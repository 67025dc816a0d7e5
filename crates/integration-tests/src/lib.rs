//! Shared fixtures for the integration tests

use enqueue_routing_container::{ContainerBuilder, Definition, RegistryDefinition, TagAttributes};
use enqueue_routing_core::application::constants::{
    DEFAULT_QUEUE_NAME_PARAMETER, PROCESSOR_TAG, QUEUE_META_REGISTRY_SERVICE,
};
use enqueue_routing_core::domain::{ProcessorType, SubscribedTopic, TopicSubscriber};

pub const DEFAULT_QUEUE: &str = "aDefaultQueueName";

/// Processor type without the subscriber capability
pub struct PlainProcessor;

impl ProcessorType for PlainProcessor {
    const TYPE_NAME: &'static str = "Enqueue\\Tests\\PlainProcessor";
}

pub struct OnlyTopicNameTopicSubscriber;

impl ProcessorType for OnlyTopicNameTopicSubscriber {
    const TYPE_NAME: &'static str = "Enqueue\\Tests\\OnlyTopicNameTopicSubscriber";
}

impl TopicSubscriber for OnlyTopicNameTopicSubscriber {
    fn subscribed_topics() -> Vec<SubscribedTopic> {
        vec![SubscribedTopic::new("topic-subscriber-name")]
    }
}

pub struct ProcessorNameTopicSubscriber;

impl ProcessorType for ProcessorNameTopicSubscriber {
    const TYPE_NAME: &'static str = "Enqueue\\Tests\\ProcessorNameTopicSubscriber";
}

impl TopicSubscriber for ProcessorNameTopicSubscriber {
    fn subscribed_topics() -> Vec<SubscribedTopic> {
        vec![SubscribedTopic::new("topic-subscriber-name")
            .with_processor("subscriber-processor-name")]
    }
}

pub struct QueueNameTopicSubscriber;

impl ProcessorType for QueueNameTopicSubscriber {
    const TYPE_NAME: &'static str = "Enqueue\\Tests\\QueueNameTopicSubscriber";
}

impl TopicSubscriber for QueueNameTopicSubscriber {
    fn subscribed_topics() -> Vec<SubscribedTopic> {
        vec![SubscribedTopic::new("topic-subscriber-name").with_queue("subscriber-queue-name")]
    }
}

/// Container with the default queue parameter and every fixture type
pub fn create_container_builder() -> ContainerBuilder {
    let mut container = ContainerBuilder::new();
    container.set_parameter(DEFAULT_QUEUE_NAME_PARAMETER, DEFAULT_QUEUE);
    container
        .types_mut()
        .register::<PlainProcessor>()
        .register_subscriber::<OnlyTopicNameTopicSubscriber>()
        .register_subscriber::<ProcessorNameTopicSubscriber>()
        .register_subscriber::<QueueNameTopicSubscriber>();
    container
}

/// Same as `create_container_builder`, plus an empty registry sink
pub fn create_container_with_registry() -> ContainerBuilder {
    let mut container = create_container_builder();
    container.set_registry_definition(QUEUE_META_REGISTRY_SERVICE, RegistryDefinition::new());
    container
}

/// Definition of `class` tagged as a processor with `attributes`
pub fn processor_definition(class: &str, attributes: serde_json::Value) -> Definition {
    let attributes: TagAttributes = attributes.as_object().cloned().unwrap_or_default();
    let mut definition = Definition::new(class);
    definition.add_tag_with(PROCESSOR_TAG, attributes);
    definition
}

/// Second constructor argument of the registry sink
pub fn published_queues(container: &ContainerBuilder) -> Option<serde_json::Value> {
    container
        .registry_definition(QUEUE_META_REGISTRY_SERVICE)
        .and_then(|registry| registry.argument(1).cloned())
}
//! Enqueue Routes CLI - resolve a host manifest into the queue routing table

use anyhow::{Context, Result};
use clap::{Parser, Subcommand, ValueEnum};
use colored::Colorize;
use enqueue_routing_container::ContainerManifest;
use enqueue_routing_core::application::{BuildQueueMetaRegistryPass, PassOutcome};
use enqueue_routing_core::domain::QueueMetaRegistry;
use serde::Serialize;
use std::path::PathBuf;
use tabled::{Table, Tabled};
use tracing::info;
use tracing_subscriber::{fmt, layer::SubscriberExt, util::SubscriberInitExt, EnvFilter};

const VERSION: &str = env!("CARGO_PKG_VERSION");

#[derive(Parser)]
#[command(name = "enqueue-routes")]
#[command(about = "Build the queue -> processors routing table", long_about = None)]
#[command(version)]
struct Cli {
    #[command(subcommand)]
    command: Commands,

    /// Container manifest (JSON)
    #[arg(short, long, env = "ENQUEUE_MANIFEST")]
    manifest: PathBuf,

    /// Overrides the default queue name parameter of the manifest
    #[arg(long, env = "ENQUEUE_DEFAULT_QUEUE_NAME")]
    default_queue: Option<String>,

    /// Output format
    #[arg(short, long, value_enum, default_value_t = OutputFormat::Table)]
    format: OutputFormat,
}

#[derive(Subcommand)]
enum Commands {
    /// Print the whole routing table
    Resolve,

    /// Print processors bound to the given client queues
    Queue {
        /// Client queue names (all queues when omitted)
        queue_names: Vec<String>,
    },
}

#[derive(Clone, Copy, PartialEq, Eq, ValueEnum)]
enum OutputFormat {
    Table,
    Json,
}

#[derive(Serialize, Tabled)]
struct RouteRow {
    queue: String,
    position: usize,
    processor: String,
}

fn init_logging() -> Result<()> {
    let log_format = std::env::var("ENQUEUE_LOG_FORMAT").unwrap_or_else(|_| "pretty".to_string());

    let env_filter = EnvFilter::try_from_default_env()
        .or_else(|_| EnvFilter::try_new("enqueue_routing=info,enqueue_routes=info"))
        .context("Failed to create env filter")?;

    match log_format.as_str() {
        "json" => {
            tracing_subscriber::registry()
                .with(env_filter)
                .with(fmt::layer().json().with_writer(std::io::stderr))
                .init();
        }
        _ => {
            tracing_subscriber::registry()
                .with(env_filter)
                .with(fmt::layer().pretty().with_writer(std::io::stderr))
                .init();
        }
    }

    Ok(())
}

fn rows(registry: &QueueMetaRegistry) -> Vec<RouteRow> {
    registry
        .iter()
        .flat_map(|(queue, meta)| {
            meta.processors
                .iter()
                .enumerate()
                .map(move |(position, processor)| RouteRow {
                    queue: queue.to_string(),
                    position,
                    processor: processor.clone(),
                })
        })
        .collect()
}

fn print_registry(registry: &QueueMetaRegistry, format: OutputFormat) -> Result<()> {
    match format {
        OutputFormat::Json => {
            println!("{}", serde_json::to_string_pretty(registry)?);
        }
        OutputFormat::Table => {
            if registry.is_empty() {
                println!("{}", "No queue bindings resolved".yellow());
                return Ok(());
            }
            println!(
                "{}",
                format!(
                    "✓ {} queue(s), {} binding(s)",
                    registry.len(),
                    registry.binding_count()
                )
                .green()
                .bold()
            );
            println!();
            println!("{}", Table::new(rows(registry)));
        }
    }
    Ok(())
}

fn main() -> Result<()> {
    let cli = Cli::parse();
    init_logging()?;

    info!("enqueue-routes v{} starting...", VERSION);

    let manifest = ContainerManifest::load(&cli.manifest)
        .with_context(|| format!("Failed to load manifest {}", cli.manifest.display()))?;
    let mut container = manifest.into_container();

    let mut pass = BuildQueueMetaRegistryPass::new();
    if let Some(default_queue) = cli.default_queue {
        container.set_parameter(pass.config().default_queue_parameter.clone(), default_queue);
    }

    let outcome = pass
        .process(&mut container)
        .context("Failed to build queue meta registry")?;

    let registry = match outcome {
        PassOutcome::Completed { registry } => registry,
        PassOutcome::Skipped => {
            println!(
                "{}",
                "No registry service configured, routing table not built".yellow()
            );
            return Ok(());
        }
    };

    match cli.command {
        Commands::Resolve => print_registry(&registry, cli.format)?,
        Commands::Queue { queue_names } => {
            let selected = registry
                .select(queue_names.as_slice())
                .context("Unknown client queue")?;
            print_registry(&selected, cli.format)?;
        }
    }

    Ok(())
}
──────
▶ WHAT YOU HAVE TO DO
Give back the listing exactly.

▶ ANSWER TO THIS PROBLEM
repository 67025dc816a0d7e5
filename crates/integration-tests/src/lib.rs
//! Shared fixtures for the integration tests

use enqueue_routing_container::{ContainerBuilder, Definition, RegistryDefinition, TagAttributes};
use enqueue_routing_core::application::constants::{
    DEFAULT_QUEUE_NAME_PARAMETER, PROCESSOR_TAG, QUEUE_META_REGISTRY_SERVICE,
};
use enqueue_routing_core::domain::{ProcessorType, SubscribedTopic, TopicSubscriber};

pub const DEFAULT_QUEUE: &str = "aDefaultQueueName";

/// Processor type without the subscriber capability
pub struct PlainProcessor;

impl ProcessorType for PlainProcessor {
    const TYPE_NAME: &'static str = "Enqueue\\Tests\\PlainProcessor";
}

pub struct OnlyTopicNameTopicSubscriber;

impl ProcessorType for OnlyTopicNameTopicSubscriber {
    const TYPE_NAME: &'static str = "Enqueue\\Tests\\OnlyTopicNameTopicSubscriber";
}

impl TopicSubscriber for OnlyTopicNameTopicSubscriber {
    fn subscribed_topics() -> Vec<SubscribedTopic> {
        vec![SubscribedTopic::new("topic-subscriber-name")]
    }
}

pub struct ProcessorNameTopicSubscriber;

impl ProcessorType for ProcessorNameTopicSubscriber {
    const TYPE_NAME: &'static str = "Enqueue\\Tests\\ProcessorNameTopicSubscriber";
}

impl TopicSubscriber for ProcessorNameTopicSubscriber {
    fn subscribed_topics() -> Vec<SubscribedTopic> {
        vec![SubscribedTopic::new("topic-subscriber-name")
            .with_processor("subscriber-processor-name")]
    }
}

pub struct QueueNameTopicSubscriber;

impl ProcessorType for QueueNameTopicSubscriber {
    const TYPE_NAME: &'static str = "Enqueue\\Tests\\QueueNameTopicSubscriber";
}

impl TopicSubscriber for QueueNameTopicSubscriber {
    fn subscribed_topics() -> Vec<SubscribedTopic> {
        vec![SubscribedTopic::new("topic-subscriber-name").with_queue("subscriber-queue-name")]
    }
}

/// Container with the default queue parameter and every fixture type
pub fn create_container_builder() -> ContainerBuilder {
    let mut container = ContainerBuilder::new();
    container.set_parameter(DEFAULT_QUEUE_NAME_PARAMETER, DEFAULT_QUEUE);
    container
        .types_mut()
        .register::<PlainProcessor>()
        .register_subscriber::<OnlyTopicNameTopicSubscriber>()
        .register_subscriber::<ProcessorNameTopicSubscriber>()
        .register_subscriber::<QueueNameTopicSubscriber>();
    container
}

/// Same as `create_container_builder`, plus an empty registry sink
pub fn create_container_with_registry() -> ContainerBuilder {
    let mut container = create_container_builder();
    container.set_registry_definition(QUEUE_META_REGISTRY_SERVICE, RegistryDefinition::new());
    container
}

/// Definition of `class` tagged as a processor with `attributes`
pub fn processor_definition(class: &str, attributes: serde_json::Value) -> Definition {
    let attributes: TagAttributes = attributes.as_object().cloned().unwrap_or_default();
    let mut definition = Definition::new(class);
    definition.add_tag_with(PROCESSOR_TAG, attributes);
    definition
}

/// Second constructor argument of the registry sink
pub fn published_queues(container: &ContainerBuilder) -> Option<serde_json::Value> {
    container
        .registry_definition(QUEUE_META_REGISTRY_SERVICE)
        .and_then(|registry| registry.argument(1).cloned())
}
//! Enqueue Routes CLI - resolve a host manifest into the queue routing table

use anyhow::{Context, Result};
use clap::{Parser, Subcommand, ValueEnum};
use colored::Colorize;
use enqueue_routing_container::ContainerManifest;
use enqueue_routing_core::application::{BuildQueueMetaRegistryPass, PassOutcome};
use enqueue_routing_core::domain::QueueMetaRegistry;
use serde::Serialize;
use std::path::PathBuf;
use tabled::{Table, Tabled};
use tracing::info;
use tracing_subscriber::{fmt, layer::SubscriberExt, util::SubscriberInitExt, EnvFilter};

const VERSION: &str = env!("CARGO_PKG_VERSION");

#[derive(Parser)]
#[command(name = "enqueue-routes")]
#[command(about = "Build the queue -> processors routing table", long_about = None)]
#[command(version)]
struct Cli {
    #[command(subcommand)]
    command: Commands,

    /// Container manifest (JSON)
    #[arg(short, long, env = "ENQUEUE_MANIFEST")]
    manifest: PathBuf,

    /// Overrides the default queue name parameter of the manifest
    #[arg(long, env = "ENQUEUE_DEFAULT_QUEUE_NAME")]
    default_queue: Option<String>,

    /// Output format
    #[arg(short, long, value_enum, default_value_t = OutputFormat::Table)]
    format: OutputFormat,
}

#[derive(Subcommand)]
enum Commands {
    /// Print the whole routing table
    Resolve,

    /// Print processors bound to the given client queues
    Queue {
        /// Client queue names (all queues when omitted)
        queue_names: Vec<String>,
    },
}

#[derive(Clone, Copy, PartialEq, Eq, ValueEnum)]
enum OutputFormat {
    Table,
    Json,
}

#[derive(Serialize, Tabled)]
struct RouteRow {
    queue: String,
    position: usize,
    processor: String,
}

fn init_logging() -> Result<()> {
    let log_format = std::env::var("ENQUEUE_LOG_FORMAT").unwrap_or_else(|_| "pretty".to_string());

    let env_filter = EnvFilter::try_from_default_env()
        .or_else(|_| EnvFilter::try_new("enqueue_routing=info,enqueue_routes=info"))
        .context("Failed to create env filter")?;

    match log_format.as_str() {
        "json" => {
            tracing_subscriber::registry()
                .with(env_filter)
                .with(fmt::layer().json().with_writer(std::io::stderr))
                .init();
        }
        _ => {
            tracing_subscriber::registry()
                .with(env_filter)
                .with(fmt::layer().pretty().with_writer(std::io::stderr))
                .init();
        }
    }

    Ok(())
}

fn rows(registry: &QueueMetaRegistry) -> Vec<RouteRow> {
    registry
        .iter()
        .flat_map(|(queue, meta)| {
            meta.processors
                .iter()
                .enumerate()
                .map(move |(position, processor)| RouteRow {
                    queue: queue.to_string(),
                    position,
                    processor: processor.clone(),
                })
        })
        .collect()
}

fn print_registry(registry: &QueueMetaRegistry, format: OutputFormat) -> Result<()> {
    match format {
        OutputFormat::Json => {
            println!("{}", serde_json::to_string_pretty(registry)?);
        }
        OutputFormat::Table => {
            if registry.is_empty() {
                println!("{}", "No queue bindings resolved".yellow());
                return Ok(());
            }
            println!(
                "{}",
                format!(
                    "✓ {} queue(s), {} binding(s)",
                    registry.len(),
                    registry.binding_count()
                )
                .green()
                .bold()
            );
            println!();
            println!("{}", Table::new(rows(registry)));
        }
    }
    Ok(())
}

fn main() -> Result<()> {
    let cli = Cli::parse();
    init_logging()?;

    info!("enqueue-routes v{} starting...", VERSION);

    let manifest = ContainerManifest::load(&cli.manifest)
        .with_context(|| format!("Failed to load manifest {}", cli.manifest.display()))?;
    let mut container = manifest.into_container();

    let mut pass = BuildQueueMetaRegistryPass::new();
    if let Some(default_queue) = cli.default_queue {
        container.set_parameter(pass.config().default_queue_parameter.clone(), default_queue);
    }

    let outcome = pass
        .process(&mut container)
        .context("Failed to build queue meta registry")?;

    let registry = match outcome {
        PassOutcome::Completed { registry } => registry,
        PassOutcome::Skipped => {
            println!(
                "{}",
                "No registry service configured, routing table not built".yellow()
            );
            return Ok(());
        }
    };

    match cli.command {
        Commands::Resolve => print_registry(&registry, cli.format)?,
        Commands::Queue { queue_names } => {
            let selected = registry
                .select(queue_names.as_slice())
                .context("Unknown client queue")?;
            print_registry(&selected, cli.format)?;
        }
    }

    Ok(())
}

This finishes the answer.